▼▼▼
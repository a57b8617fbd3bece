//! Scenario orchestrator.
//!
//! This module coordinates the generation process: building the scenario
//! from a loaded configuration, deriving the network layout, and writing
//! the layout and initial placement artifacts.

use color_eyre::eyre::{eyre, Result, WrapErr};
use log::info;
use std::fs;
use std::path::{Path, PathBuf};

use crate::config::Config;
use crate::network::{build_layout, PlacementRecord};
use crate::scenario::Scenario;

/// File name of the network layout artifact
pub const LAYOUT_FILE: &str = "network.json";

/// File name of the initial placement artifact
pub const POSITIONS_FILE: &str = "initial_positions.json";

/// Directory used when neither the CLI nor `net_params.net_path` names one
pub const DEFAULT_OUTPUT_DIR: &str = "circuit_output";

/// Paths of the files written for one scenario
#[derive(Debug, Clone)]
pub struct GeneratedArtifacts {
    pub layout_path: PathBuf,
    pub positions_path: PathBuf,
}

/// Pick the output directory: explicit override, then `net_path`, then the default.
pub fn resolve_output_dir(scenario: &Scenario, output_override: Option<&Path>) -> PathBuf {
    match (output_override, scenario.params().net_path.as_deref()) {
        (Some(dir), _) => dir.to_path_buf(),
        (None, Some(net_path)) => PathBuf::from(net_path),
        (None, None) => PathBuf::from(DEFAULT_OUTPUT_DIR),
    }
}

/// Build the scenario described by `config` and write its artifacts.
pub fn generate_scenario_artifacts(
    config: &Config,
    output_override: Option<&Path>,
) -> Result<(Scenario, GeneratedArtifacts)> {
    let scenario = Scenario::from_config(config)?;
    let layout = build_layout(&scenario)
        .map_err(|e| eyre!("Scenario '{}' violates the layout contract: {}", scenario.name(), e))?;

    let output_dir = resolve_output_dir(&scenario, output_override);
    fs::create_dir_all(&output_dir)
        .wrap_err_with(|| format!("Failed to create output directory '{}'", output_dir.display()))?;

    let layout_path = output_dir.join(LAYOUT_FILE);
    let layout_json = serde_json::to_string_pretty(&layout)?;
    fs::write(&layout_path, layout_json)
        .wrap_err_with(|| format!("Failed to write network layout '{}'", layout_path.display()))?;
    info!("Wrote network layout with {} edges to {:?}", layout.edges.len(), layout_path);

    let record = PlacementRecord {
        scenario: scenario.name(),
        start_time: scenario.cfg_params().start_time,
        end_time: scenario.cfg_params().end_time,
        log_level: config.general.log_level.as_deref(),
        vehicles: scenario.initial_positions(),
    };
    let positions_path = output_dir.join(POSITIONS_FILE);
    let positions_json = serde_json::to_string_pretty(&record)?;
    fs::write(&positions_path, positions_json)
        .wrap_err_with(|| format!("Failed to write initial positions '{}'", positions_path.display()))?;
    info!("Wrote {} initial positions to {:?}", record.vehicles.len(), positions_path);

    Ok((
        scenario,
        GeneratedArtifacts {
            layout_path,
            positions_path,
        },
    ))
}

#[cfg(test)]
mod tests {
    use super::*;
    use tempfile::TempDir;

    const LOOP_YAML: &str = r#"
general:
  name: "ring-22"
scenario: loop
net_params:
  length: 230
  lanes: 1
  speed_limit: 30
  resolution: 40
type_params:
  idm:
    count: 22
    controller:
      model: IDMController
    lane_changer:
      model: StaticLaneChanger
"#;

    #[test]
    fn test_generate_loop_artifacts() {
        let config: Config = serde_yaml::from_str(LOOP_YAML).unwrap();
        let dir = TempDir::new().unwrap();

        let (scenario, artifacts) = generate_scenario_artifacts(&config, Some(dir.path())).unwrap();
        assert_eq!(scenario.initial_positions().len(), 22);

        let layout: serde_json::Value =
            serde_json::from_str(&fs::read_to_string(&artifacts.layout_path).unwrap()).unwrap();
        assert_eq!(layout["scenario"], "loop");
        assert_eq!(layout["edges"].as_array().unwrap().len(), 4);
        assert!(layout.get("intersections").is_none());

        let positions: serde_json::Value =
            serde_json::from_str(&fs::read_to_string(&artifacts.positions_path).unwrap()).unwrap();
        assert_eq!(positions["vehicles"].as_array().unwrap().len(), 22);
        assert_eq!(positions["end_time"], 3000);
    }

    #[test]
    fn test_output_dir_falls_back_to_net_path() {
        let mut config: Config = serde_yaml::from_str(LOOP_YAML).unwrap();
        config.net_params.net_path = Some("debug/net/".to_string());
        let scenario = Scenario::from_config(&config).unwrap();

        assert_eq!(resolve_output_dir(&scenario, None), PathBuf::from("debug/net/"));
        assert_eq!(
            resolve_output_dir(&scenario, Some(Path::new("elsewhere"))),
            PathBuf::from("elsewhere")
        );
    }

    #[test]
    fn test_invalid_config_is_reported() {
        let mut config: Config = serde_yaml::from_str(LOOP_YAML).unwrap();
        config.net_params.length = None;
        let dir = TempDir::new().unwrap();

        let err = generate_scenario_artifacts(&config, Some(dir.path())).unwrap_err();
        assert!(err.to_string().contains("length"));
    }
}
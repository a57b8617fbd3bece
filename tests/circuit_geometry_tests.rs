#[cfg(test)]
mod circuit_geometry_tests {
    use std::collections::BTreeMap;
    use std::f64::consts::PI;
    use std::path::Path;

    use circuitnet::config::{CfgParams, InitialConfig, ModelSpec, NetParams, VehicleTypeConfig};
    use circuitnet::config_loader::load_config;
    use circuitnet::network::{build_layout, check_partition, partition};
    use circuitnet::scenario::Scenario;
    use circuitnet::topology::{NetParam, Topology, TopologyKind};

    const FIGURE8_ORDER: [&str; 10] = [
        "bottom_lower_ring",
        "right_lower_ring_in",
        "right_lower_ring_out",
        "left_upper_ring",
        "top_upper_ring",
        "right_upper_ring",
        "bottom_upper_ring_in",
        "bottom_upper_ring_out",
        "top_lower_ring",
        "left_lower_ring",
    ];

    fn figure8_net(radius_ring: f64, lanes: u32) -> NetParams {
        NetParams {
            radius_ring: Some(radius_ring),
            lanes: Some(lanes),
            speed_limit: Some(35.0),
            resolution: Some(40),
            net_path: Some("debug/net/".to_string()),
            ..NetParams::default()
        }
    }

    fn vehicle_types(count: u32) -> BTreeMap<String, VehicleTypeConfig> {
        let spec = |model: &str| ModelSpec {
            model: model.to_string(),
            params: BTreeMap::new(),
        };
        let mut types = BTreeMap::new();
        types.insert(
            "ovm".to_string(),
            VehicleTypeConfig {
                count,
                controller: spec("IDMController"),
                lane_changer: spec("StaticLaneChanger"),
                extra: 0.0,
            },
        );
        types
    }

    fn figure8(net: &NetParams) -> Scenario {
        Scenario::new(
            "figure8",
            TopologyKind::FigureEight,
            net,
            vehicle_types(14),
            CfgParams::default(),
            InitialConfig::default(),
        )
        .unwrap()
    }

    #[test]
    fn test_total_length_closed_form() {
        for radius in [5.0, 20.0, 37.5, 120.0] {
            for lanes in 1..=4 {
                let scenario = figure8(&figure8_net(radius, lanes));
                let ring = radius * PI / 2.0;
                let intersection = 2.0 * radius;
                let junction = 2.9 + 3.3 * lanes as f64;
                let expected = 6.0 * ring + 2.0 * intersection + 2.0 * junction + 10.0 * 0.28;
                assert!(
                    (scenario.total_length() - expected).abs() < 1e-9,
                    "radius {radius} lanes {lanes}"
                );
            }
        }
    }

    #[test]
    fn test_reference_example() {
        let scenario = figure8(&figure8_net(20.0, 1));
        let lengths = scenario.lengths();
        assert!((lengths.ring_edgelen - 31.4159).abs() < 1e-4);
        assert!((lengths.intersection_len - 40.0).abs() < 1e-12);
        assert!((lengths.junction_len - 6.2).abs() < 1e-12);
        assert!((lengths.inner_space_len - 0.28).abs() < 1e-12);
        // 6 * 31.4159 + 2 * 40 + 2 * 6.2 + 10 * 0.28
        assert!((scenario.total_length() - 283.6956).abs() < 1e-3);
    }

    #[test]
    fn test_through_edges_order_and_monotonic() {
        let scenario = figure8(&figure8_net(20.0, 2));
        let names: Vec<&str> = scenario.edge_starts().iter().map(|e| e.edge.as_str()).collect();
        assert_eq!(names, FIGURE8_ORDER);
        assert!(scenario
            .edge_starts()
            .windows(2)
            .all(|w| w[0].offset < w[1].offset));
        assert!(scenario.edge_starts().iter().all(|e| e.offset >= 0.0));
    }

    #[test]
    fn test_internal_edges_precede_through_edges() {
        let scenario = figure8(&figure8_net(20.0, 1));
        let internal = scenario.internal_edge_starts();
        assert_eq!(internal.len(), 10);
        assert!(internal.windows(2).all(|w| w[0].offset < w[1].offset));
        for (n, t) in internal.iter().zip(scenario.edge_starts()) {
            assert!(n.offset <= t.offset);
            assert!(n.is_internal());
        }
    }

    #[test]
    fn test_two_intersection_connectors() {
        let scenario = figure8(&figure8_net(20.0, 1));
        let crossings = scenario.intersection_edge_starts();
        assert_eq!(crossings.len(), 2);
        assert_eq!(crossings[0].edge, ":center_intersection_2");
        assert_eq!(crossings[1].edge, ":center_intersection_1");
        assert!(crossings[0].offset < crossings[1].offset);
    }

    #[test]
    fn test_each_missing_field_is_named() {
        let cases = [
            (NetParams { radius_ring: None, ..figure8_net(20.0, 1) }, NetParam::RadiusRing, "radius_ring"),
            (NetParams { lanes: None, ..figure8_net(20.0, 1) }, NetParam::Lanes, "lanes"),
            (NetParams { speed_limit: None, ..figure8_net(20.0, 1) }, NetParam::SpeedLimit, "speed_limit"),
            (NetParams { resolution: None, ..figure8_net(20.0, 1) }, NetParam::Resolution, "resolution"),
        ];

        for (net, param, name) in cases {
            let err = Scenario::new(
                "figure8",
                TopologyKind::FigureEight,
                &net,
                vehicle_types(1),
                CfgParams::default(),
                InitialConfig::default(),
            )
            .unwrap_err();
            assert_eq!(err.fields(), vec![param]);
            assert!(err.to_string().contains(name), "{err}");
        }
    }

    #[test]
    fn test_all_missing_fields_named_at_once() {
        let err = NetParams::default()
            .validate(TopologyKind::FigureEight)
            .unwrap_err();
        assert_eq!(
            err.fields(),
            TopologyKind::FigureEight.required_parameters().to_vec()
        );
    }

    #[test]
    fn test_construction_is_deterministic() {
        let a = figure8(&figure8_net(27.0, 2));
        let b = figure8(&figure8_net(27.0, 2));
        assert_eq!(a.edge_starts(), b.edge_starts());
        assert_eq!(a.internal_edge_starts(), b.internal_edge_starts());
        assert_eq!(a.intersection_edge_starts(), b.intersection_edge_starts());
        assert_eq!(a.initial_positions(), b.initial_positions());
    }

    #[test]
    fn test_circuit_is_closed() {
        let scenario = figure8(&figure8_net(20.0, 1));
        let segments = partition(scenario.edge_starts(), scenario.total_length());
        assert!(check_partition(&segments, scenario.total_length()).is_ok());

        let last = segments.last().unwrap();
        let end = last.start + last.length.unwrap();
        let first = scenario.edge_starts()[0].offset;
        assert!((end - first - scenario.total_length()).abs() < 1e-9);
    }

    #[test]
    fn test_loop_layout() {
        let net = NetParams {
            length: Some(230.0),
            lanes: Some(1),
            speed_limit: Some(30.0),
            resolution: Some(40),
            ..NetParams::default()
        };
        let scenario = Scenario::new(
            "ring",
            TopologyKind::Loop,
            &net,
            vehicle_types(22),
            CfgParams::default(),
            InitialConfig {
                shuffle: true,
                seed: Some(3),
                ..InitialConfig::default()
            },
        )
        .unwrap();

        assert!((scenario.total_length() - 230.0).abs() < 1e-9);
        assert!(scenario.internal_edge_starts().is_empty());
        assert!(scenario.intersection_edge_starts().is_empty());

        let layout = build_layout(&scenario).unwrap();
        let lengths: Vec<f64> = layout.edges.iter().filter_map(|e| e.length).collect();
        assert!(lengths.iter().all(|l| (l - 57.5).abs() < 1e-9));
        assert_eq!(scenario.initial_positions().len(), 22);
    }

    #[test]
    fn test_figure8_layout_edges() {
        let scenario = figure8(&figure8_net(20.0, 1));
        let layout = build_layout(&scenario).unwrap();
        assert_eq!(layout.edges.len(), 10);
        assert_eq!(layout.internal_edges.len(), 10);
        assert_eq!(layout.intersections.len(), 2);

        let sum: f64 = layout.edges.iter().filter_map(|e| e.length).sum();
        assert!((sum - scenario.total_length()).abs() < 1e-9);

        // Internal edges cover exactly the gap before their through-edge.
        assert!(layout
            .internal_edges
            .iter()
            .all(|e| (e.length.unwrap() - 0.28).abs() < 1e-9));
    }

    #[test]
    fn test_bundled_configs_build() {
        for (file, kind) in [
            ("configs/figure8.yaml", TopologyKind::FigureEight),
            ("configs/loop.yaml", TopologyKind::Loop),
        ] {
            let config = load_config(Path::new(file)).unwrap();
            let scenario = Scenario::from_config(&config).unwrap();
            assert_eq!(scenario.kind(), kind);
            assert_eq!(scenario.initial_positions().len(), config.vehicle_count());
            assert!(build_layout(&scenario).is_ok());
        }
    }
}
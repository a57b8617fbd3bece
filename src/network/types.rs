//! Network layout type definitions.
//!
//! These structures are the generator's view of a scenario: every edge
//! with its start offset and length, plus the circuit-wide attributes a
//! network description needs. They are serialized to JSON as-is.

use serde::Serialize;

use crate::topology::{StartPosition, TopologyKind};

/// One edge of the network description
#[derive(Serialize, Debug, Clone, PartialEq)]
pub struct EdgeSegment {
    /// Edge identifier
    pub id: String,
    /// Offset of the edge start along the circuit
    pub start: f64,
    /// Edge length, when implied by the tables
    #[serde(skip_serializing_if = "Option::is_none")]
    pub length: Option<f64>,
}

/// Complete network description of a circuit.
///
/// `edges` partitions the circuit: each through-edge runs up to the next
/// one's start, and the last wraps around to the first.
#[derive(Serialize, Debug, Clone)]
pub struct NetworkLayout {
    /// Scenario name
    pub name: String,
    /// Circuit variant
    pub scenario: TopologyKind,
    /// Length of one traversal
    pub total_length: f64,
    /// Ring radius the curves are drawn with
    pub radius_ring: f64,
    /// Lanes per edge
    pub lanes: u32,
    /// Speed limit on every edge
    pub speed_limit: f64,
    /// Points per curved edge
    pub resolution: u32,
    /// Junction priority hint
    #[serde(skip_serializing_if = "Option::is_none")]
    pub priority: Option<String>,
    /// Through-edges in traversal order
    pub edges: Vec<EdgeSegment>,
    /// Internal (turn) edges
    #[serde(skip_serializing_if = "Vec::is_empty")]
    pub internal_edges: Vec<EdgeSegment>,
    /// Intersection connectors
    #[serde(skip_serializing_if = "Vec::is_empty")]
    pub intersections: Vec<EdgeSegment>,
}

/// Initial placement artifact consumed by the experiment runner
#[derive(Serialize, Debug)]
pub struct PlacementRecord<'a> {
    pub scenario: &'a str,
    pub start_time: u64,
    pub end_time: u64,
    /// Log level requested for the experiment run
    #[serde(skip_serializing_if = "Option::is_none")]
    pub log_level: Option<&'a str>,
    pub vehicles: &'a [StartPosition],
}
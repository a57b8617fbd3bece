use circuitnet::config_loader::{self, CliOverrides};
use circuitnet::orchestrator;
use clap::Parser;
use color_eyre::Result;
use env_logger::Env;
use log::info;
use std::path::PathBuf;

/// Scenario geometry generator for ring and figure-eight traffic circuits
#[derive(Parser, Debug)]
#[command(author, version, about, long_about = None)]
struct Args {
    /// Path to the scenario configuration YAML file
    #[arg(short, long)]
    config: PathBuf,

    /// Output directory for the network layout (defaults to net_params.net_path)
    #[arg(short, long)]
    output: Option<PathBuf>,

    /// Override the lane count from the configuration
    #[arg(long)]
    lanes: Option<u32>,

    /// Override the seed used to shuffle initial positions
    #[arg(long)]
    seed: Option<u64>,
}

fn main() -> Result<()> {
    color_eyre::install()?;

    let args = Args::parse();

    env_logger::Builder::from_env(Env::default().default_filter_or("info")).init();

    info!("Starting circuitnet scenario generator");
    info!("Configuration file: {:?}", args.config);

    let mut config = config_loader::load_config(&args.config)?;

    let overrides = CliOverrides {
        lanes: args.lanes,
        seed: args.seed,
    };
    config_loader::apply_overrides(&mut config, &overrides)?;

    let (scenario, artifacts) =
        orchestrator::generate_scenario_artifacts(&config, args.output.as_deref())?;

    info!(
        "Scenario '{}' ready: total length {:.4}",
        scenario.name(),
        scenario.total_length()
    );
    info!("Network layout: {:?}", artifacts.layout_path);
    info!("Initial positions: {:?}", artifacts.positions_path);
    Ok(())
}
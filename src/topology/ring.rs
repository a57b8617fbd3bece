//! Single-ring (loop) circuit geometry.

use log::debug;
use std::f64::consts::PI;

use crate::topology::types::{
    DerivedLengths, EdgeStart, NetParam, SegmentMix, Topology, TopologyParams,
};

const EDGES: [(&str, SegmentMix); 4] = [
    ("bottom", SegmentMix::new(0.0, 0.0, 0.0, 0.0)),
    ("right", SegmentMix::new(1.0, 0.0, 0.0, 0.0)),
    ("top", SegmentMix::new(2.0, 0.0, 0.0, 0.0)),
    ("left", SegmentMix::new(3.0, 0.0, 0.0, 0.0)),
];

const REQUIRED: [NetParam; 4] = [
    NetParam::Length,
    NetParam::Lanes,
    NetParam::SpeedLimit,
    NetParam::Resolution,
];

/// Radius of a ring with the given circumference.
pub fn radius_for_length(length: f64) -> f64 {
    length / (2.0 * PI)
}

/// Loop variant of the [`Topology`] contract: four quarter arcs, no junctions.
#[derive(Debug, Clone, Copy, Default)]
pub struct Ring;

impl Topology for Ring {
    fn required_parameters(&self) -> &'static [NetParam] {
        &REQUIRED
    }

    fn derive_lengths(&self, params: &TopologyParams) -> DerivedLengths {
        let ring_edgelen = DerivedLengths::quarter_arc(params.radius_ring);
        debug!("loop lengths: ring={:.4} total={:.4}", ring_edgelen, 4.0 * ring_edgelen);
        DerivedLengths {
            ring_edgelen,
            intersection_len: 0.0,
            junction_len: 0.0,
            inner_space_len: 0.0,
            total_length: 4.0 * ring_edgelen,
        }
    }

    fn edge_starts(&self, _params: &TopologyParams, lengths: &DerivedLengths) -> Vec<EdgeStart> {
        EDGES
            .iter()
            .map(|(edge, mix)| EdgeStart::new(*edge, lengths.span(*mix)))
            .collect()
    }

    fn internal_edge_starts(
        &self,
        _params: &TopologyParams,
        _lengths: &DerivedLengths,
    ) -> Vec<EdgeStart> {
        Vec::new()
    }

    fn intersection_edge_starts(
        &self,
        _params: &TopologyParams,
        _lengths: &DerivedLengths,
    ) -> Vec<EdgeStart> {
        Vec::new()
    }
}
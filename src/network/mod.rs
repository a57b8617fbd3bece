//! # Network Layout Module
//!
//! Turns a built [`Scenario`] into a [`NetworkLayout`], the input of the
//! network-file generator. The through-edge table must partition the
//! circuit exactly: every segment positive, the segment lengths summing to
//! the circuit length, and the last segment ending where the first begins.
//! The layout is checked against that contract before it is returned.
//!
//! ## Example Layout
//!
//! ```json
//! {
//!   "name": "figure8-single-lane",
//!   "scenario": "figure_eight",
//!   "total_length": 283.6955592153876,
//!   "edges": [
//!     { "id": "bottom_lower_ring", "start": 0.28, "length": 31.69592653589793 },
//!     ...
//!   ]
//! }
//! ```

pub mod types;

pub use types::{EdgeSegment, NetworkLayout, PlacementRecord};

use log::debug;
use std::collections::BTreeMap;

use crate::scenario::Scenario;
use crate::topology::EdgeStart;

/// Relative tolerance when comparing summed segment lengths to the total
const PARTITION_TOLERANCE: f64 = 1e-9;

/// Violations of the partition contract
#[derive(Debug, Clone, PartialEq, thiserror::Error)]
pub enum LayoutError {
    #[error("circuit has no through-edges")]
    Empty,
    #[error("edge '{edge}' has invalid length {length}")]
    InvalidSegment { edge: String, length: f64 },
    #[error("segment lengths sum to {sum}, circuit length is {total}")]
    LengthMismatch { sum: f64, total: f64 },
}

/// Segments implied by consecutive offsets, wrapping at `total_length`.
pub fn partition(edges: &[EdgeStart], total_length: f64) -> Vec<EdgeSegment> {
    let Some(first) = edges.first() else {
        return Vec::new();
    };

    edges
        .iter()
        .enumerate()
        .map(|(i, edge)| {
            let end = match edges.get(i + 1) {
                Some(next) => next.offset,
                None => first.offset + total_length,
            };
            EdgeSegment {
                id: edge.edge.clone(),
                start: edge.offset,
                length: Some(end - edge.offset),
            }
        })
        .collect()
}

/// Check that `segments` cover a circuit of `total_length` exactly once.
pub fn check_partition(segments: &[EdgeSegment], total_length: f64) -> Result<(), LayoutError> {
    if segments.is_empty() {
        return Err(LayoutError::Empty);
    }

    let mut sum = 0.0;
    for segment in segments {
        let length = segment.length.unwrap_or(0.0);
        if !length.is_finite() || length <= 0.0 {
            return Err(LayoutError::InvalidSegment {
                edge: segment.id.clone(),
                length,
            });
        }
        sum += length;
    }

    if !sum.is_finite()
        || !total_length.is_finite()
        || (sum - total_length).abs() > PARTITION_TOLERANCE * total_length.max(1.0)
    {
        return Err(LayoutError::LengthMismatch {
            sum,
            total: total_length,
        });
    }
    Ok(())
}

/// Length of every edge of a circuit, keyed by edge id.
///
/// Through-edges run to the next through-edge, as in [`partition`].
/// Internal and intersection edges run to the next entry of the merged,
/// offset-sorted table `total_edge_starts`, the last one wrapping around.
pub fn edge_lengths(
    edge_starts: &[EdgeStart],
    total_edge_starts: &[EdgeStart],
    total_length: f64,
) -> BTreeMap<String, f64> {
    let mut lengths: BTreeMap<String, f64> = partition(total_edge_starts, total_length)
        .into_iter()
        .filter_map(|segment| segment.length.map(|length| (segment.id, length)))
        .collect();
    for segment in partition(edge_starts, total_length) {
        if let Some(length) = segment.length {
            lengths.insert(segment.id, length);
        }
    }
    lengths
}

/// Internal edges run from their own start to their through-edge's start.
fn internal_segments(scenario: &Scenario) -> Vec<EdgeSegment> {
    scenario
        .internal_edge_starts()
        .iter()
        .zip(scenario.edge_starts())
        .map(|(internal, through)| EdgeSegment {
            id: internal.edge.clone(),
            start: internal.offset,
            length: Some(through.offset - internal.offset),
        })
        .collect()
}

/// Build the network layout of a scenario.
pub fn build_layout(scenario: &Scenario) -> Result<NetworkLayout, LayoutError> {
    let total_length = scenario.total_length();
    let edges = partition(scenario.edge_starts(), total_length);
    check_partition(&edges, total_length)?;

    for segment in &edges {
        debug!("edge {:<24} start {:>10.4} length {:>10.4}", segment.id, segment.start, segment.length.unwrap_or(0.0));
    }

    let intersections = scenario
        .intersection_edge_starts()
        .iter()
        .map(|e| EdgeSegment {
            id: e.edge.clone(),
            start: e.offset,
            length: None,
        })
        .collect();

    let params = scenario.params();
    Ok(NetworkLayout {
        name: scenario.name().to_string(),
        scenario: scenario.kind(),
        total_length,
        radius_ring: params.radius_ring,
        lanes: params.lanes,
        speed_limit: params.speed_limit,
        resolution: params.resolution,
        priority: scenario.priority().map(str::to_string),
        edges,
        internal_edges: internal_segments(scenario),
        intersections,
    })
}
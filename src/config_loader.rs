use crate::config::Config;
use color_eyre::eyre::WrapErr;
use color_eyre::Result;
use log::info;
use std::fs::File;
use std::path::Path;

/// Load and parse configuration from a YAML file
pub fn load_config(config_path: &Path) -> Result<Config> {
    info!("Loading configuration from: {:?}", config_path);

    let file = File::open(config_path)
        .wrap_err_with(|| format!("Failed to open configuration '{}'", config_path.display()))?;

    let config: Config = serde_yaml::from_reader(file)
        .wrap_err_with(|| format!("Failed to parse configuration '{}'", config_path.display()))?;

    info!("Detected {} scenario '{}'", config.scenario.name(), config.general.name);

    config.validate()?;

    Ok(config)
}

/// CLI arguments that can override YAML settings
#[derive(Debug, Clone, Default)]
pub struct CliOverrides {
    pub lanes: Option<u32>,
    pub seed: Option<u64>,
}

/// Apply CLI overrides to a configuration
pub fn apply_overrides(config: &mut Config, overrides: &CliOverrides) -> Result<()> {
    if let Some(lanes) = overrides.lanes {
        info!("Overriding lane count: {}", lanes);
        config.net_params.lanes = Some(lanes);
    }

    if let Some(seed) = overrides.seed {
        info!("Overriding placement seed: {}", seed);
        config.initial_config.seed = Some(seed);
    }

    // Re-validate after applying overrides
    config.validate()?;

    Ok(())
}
▲▲▲
Output, unchanged, only the lines from the one that holds "a YAML file" through the last line of the material above.

/// Load and parse configuration from a YAML file
pub fn load_config(config_path: &Path) -> Result<Config> {
    info!("Loading configuration from: {:?}", config_path);

    let file = File::open(config_path)
        .wrap_err_with(|| format!("Failed to open configuration '{}'", config_path.display()))?;

    let config: Config = serde_yaml::from_reader(file)
        .wrap_err_with(|| format!("Failed to parse configuration '{}'", config_path.display()))?;

    info!("Detected {} scenario '{}'", config.scenario.name(), config.general.name);

    config.validate()?;

    Ok(config)
}

/// CLI arguments that can override YAML settings
#[derive(Debug, Clone, Default)]
pub struct CliOverrides {
    pub lanes: Option<u32>,
    pub seed: Option<u64>,
}

/// Apply CLI overrides to a configuration
pub fn apply_overrides(config: &mut Config, overrides: &CliOverrides) -> Result<()> {
    if let Some(lanes) = overrides.lanes {
        info!("Overriding lane count: {}", lanes);
        config.net_params.lanes = Some(lanes);
    }

    if let Some(seed) = overrides.seed {
        info!("Overriding placement seed: {}", seed);
        config.initial_config.seed = Some(seed);
    }

    // Re-validate after applying overrides
    config.validate()?;

    Ok(())
}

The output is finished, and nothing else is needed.